One work from 1979, 100 Roses, saw her strip a hundred roses of their petals. She wove the stems into circles on the ground with the leaves and petals arranged inside. When observed in a curatorial context, it still held its power – the floral elements now totally preserved though wonderfully undamaged. “The scent of roses persists,” a viewer remarks. “The hue has endured.”

An Elusive Creative Force

“I always want to be mysterious, not to reveal what I’m doing,” she revealed in terminal-year interviews. Obscurity was her technique. She would sometimes exhibit fake works while hiding originals under her bed. She destroyed certain drawings, leaving only signed photocopies in their place. Despite exhibiting at major international biennales and receiving acclaim as an innovator, she gave almost no interviews and her art was predominantly unrecognized abroad. A present retrospective marks her first significant external showcase.

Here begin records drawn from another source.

impl<'a> StackAssembler<'a> {
    pub fn new(settings: &'a Settings, provider: &'a dyn CriProvider) -> Self {
        Self { settings, provider }
    }

    /// Expands `user` into an [`EffectiveStack`]. Writes the nk exports when
    /// `export_dir` is set. A source that cannot be loaded aborts the assembly.
    pub fn assemble(&self, user: &StackDefinition) -> Result<EffectiveStack> {
        let grid = self.settings.grid();
        info!(
            "assembling {} layers on {} wavelengths ({} - {} nm)",
            user.layers.len(),
            grid.len(),
            self.settings.wavelength.start,
            self.settings.wavelength.end
        );

        let mut layers = self.expand(user);
        self.resolve_cri(&mut layers, user, &grid)?;
        let (theta_out, haze_on) = self.build_matrices(&mut layers, &grid);

        if let Some(dir) = &self.settings.export_dir {
            for layer in &layers {
                output::write_nk(dir, &layer.name, &grid, &layer.n, &layer.k)?;
            }
        }

        for layer in &layers {
            debug!(
                "{:<24} {:>12.2} nm  {:<9} parent {}",
                layer.name,
                layer.thickness,
                if layer.thick { "thick" } else { "thin" },
                layer.parent
            );
        }
        info!("assembled {} effective layers, haze {}", layers.len(), haze_on);

        Ok(EffectiveStack {
            layers,
            wavelength: grid,
            angle: self.settings.angle,
            intensity: self.settings.intensity_scale(),
            haze_on,
            parents: user.layers.iter().map(|l| l.name.clone()).collect(),
            top_interface: InterfaceMatrices::default(),
            theta_out,
        })
    }

    /// Roughness and graded expansion, without refractive indices.
    fn expand(&self, user: &StackDefinition) -> Vec<EffectiveLayer> {
        let mut layers = Vec::new();
        for (pi, layer) in user.layers.iter().enumerate() {
            let x = layer.mesh.nodes(layer.thickness);
            let fc = layer.collection.profile(&x, layer.thickness);
            let mut sigma = 0.0;
            let mut haze = Haze::default();
            if let Some(rough) = &layer.roughness {
                sigma = rough.thickness;
                haze = Haze { r: rough.haze_r, t: rough.haze_t };
                if rough.thickness > 0.0 && self.settings.roughness.ema_layer {
                    debug!("adding roughness interlayer above {}", layer.name);
                    let mut interlayer = EffectiveLayer::new(
                        format!("{}_rough", layer.name),
                        layer,
                        pi,
                        LayerKind::Roughness,
                    );
                    interlayer.thickness = rough.thickness;
                    interlayer.thick = false;
                    interlayer.x = layer.mesh.nodes(rough.thickness);
                    interlayer.fc = layer.collection.profile(&interlayer.x, rough.thickness);
                    interlayer.haze = haze;
                    layers.push(interlayer);
                    haze = Haze::default();
                }
            }

            match &layer.cri {
                CriSource::Graded(grading) => {
                    let slices = self.split_graded(layer, pi, grading, &x, &fc);
                    debug!("split graded layer {} into {} sub-layers", layer.name, slices.len());
                    let first = layers.len();
                    layers.extend(slices);
                    if let Some(top) = layers.get_mut(first) {
                        top.roughness_sigma = sigma;
                        top.haze = haze;
                    }
                }
                _ => {
                    let mut eff = EffectiveLayer::new(layer.name.clone(), layer, pi, LayerKind::Regular);
                    eff.x = x;
                    eff.fc = fc;
                    eff.roughness_sigma = sigma;
                    eff.haze = haze;
                    layers.push(eff);
                }
            }
        }
        layers
    }

    /// One sub-layer per block of `grading.step` mesh nodes. Neighbouring slices
    /// share their boundary node.
    fn split_graded(
        &self,
        layer: &Layer,
        pi: usize,
        grading: &Grading,
        x: &Array1<f64>,
        fc: &Array1<f64>,
    ) -> Vec<EffectiveLayer> {
        let step = self.settings.grading.step;
        let composition = grading.profile.profile(x, layer.thickness);
        let len = x.len();
        (0..len)
            .step_by(step)
            .map(|idx| (idx, (idx + step + 1).min(len)))
            .filter(|(idx, end)| end - idx >= 2)
            .enumerate()
            .map(|(no, (idx, end))| {
                let mut sub = EffectiveLayer::new(
                    format!("{}_graded{}", layer.name, no),
                    layer,
                    pi,
                    LayerKind::GradedSlice,
                );
                let origin = x[idx];
                sub.x = x.slice(s![idx..end]).mapv(|v| v - origin);
                sub.thickness = sub.x[sub.x.len() - 1];
                sub.fc = fc.slice(s![idx..end]).to_owned();
                let slice = composition.slice(s![idx..end]);
                sub.composition = Some(match self.settings.grading.sampling {
                    CompositionSampling::Start => slice[0],
                    CompositionSampling::Centre => slice[slice.len() / 2],
                    CompositionSampling::Mean => slice.mean().unwrap_or(slice[0]),
                });
                sub
            })
            .collect()
    }

    fn resolve_cri(
        &self,
        layers: &mut [EffectiveLayer],
        user: &StackDefinition,
        grid: &Array1<f64>,
    ) -> Result<()> {
        // regular layers
        for layer in layers.iter_mut().filter(|l| l.kind == LayerKind::Regular) {
            let raw = self.provider.raw_cri(layer, grid)?;
            let subject = format!("refractive index of layer '{}'", layer.name);
            (layer.n, layer.k) = raw.resample(grid, &subject)?;
        }

        // graded slices, one reference table per parent
        for (pi, parent) in user.layers.iter().enumerate() {
            let CriSource::Graded(grading) = &parent.cri else {
                continue;
            };
            let members: Vec<usize> = (0..layers.len())
                .filter(|&i| layers[i].parent_index == pi && layers[i].kind == LayerKind::GradedSlice)
                .collect();
            let Some(&first) = members.first() else {
                continue;
            };
            let mut curves = Vec::with_capacity(grading.references.len());
            for reference in &grading.references {
                let raw = self.provider.grading_curve(&layers[first], reference)?;
                let subject = format!(
                    "grading reference x={} of layer '{}'",
                    reference.fraction, parent.name
                );
                let (n, k) = raw.resample(grid, &subject)?;
                curves.push(GradingCurve {
                    fraction: reference.fraction,
                    band_gap: reference.band_gap,
                    n,
                    k,
                });
            }
            let table = GradingTable::new(&parent.name, grid.clone(), curves)?;
            for &i in &members {
                let fraction = layers[i].composition.unwrap_or(0.0);
                (layers[i].n, layers[i].k) = table.resolve(fraction, self.settings.grading.advanced)?;
            }
        }

        // roughness interlayers from their neighbours
        let ambient = (
            Array1::from_elem(grid.len(), AMBIENT_INDEX),
            Array1::zeros(grid.len()),
        );
        for i in 0..layers.len() {
            if layers[i].kind != LayerKind::Roughness {
                continue;
            }
            let above = match i {
                0 => (&ambient.0, &ambient.1),
                _ => (&layers[i - 1].n, &layers[i - 1].k),
            };
            let below = match layers.get(i + 1) {
                Some(next) => (&next.n, &next.k),
                None => (&ambient.0, &ambient.1),
            };
            let (n, k) = ema::mix(self.settings.roughness.ema_model, above, below);
            layers[i].n = n;
            layers[i].k = k;
        }
        Ok(())
    }

    /// Angles and propagation matrices. Returns the exit angle and the haze flag.
    fn build_matrices(
        &self,
        layers: &mut [EffectiveLayer],
        grid: &Array1<f64>,
    ) -> (Array1<Complex<f64>>, bool) {
        for layer in layers.iter_mut() {
            layer.cri = Array1::from_iter(
                layer.n.iter().zip(layer.k.iter()).map(|(&n, &k)| Complex::new(n, k)),
            );
            layer.alpha = Array1::from_iter(
                layer.k.iter().zip(grid.iter()).map(|(&k, &w)| 4.0 * PI * k / w),
            );
        }

        let cri: Vec<Array1<Complex<f64>>> = layers.iter().map(|l| l.cri.clone()).collect();
        let (angles, theta_out) = snell::angle_chain(&cri, self.settings.angle);

        for (layer, theta) in layers.iter_mut().zip(angles) {
            layer.xi = Array1::from_iter(
                (0..grid.len()).map(|w| 2.0 * PI * layer.cri[w] * theta[w].cos() / grid[w]),
            );
            layer.theta = theta;
            let i = Complex::<f64>::i();
            let (field, intensity): (Vec<_>, Vec<_>) = layer
                .xi
                .iter()
                .map(|&xi| {
                    let down = bounded_exp(-i * xi * layer.thickness);
                    let up = bounded_exp(i * xi * layer.thickness);
                    (
                        Matrix2::from_diagonal(&Vector2::new(down, up)),
                        Matrix2::from_diagonal(&Vector2::new(
                            Complex::from(down.norm_sqr()),
                            Complex::from(up.norm_sqr()),
                        )),
                    )
                })
                .unzip();
            layer.layer_matrix = field;
            layer.layer_matrix_inc = intensity;
        }

        let haze_on = self.settings.diffuse.enabled && layers.iter().any(|l| !l.haze.is_zero());
        (theta_out, haze_on)
    }
}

Confronting the Violence of War

Then came the 1990s, and the Yugoslav Wars. Hostilities impacted the capital directly. Schubert responded with a series of collages. She pasted newspaper photographs and text directly on to board. She reproduced and magnified them. Then she obscured the surface with paint – black bars resembling barcodes. {Geometric forms obscured the images beneath|Angular shapes hid the pictures below|

Becky Thompson
Becky Thompson

Elara Vance is a web developer and digital strategist with over a decade of experience in creating scalable web solutions and optimizing online presence for businesses.